Scientific classification
- Kingdom: Animalia
- Phylum: Chordata
- Class: Mammalia
- Infraclass: Placentalia
- Order: Rodentia
- Family: Muridae
- Genus: Thallomys
- Species: T. loringi
- Binomial name: Thallomys loringi (Heller, 1909)

= Loring's rat =

- Genus: Thallomys
- Species: loringi
- Authority: (Heller, 1909)
- Conservation status: LC

Species of rodent

Loring's rat (Thallomys loringi) is a species of rodent in the family Muridae. It is found in Kenya and Tanzania. Its natural habitats are subtropical or tropical dry forests, dry savanna, and subtropical or tropical dry shrubland.

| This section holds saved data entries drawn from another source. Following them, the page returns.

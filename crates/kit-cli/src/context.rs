//! Per-invocation context: the project root and its resolved configuration.

use std::path::Path;

use kit_core::{ConfigOverrides, ConfigResolver, KitConfig, ManifestSynchronizer, ModuleRegistry};
use kit_fs::NormalizedPath;

use crate::error::{CliError, Result};

#[derive(Debug, Clone)]
pub struct CommandContext {
    pub root: NormalizedPath,
    pub config: KitConfig,
}

impl CommandContext {
    /// Resolve the project root (`-C` or the current directory) and merge
    /// configuration layers for it.
    pub fn resolve(dir: Option<&Path>, package_manager: Option<String>) -> Result<Self> {
        let start = match dir {
            Some(dir) => dir.to_path_buf(),
            None => std::env::current_dir()?,
        };
        if !start.is_dir() {
            return Err(CliError::user(format!(
                "project directory '{}' does not exist",
                start.display()
            )));
        }
        let root = NormalizedPath::canonical_root(&start)?;
        tracing::debug!(root = %root, "project root");

        let overrides = ConfigOverrides { package_manager };
        let config = ConfigResolver::new(root.clone()).resolve(&overrides)?;
        tracing::debug!(?config, "resolved configuration");

        Ok(Self { root, config })
    }

    pub fn manifest_path(&self) -> NormalizedPath {
        self.config.manifest_path(&self.root)
    }

    pub fn synchronizer<'r>(&self, registry: &'r ModuleRegistry) -> ManifestSynchronizer<'r> {
        ManifestSynchronizer::from_config(self.root.clone(), &self.config, registry)
    }
}

#[cfg(test)]
mod tests {
    use super::*;

    #[test]
    fn test_resolve_explicit_dir_with_override() {
        let dir = tempfile::tempdir().unwrap();
        let ctx = CommandContext::resolve(Some(dir.path()), Some("npm".into())).unwrap();

        assert_eq!(ctx.config.package_manager, "npm");
        assert!(ctx.manifest_path().as_str().ends_with("/package.json"));
    }

    #[test]
    fn test_resolve_missing_dir_fails() {
        let dir = tempfile::tempdir().unwrap();
        let missing = dir.path().join("nope");
        let err = CommandContext::resolve(Some(&missing), None).unwrap_err();
        assert!(matches!(err, CliError::User { .. }));
    }
}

The species is named for John Alden Loring.

==Taxonomy==
Loring captured the holotype for this species during the Smithsonian–Roosevelt African Expedition. Edmund Heller placed in the genus Thamnomys in his description of the species. In 1923, Oldfield Thomas and Martin Hinton moved it to the genus Thallomys.

It had then become classified as a subspecies of either Thallomys nigricauda, as Ned Hollister, Glover Morrill Allen, and John Ellerman had each done, or Thallomys damarensis, as Francis Petter had done. As of 1993, with the publication of the second edition of Mammal Species of the World; T. loringi is regarded as its own species again due to Guy Musser and Carleton's classification.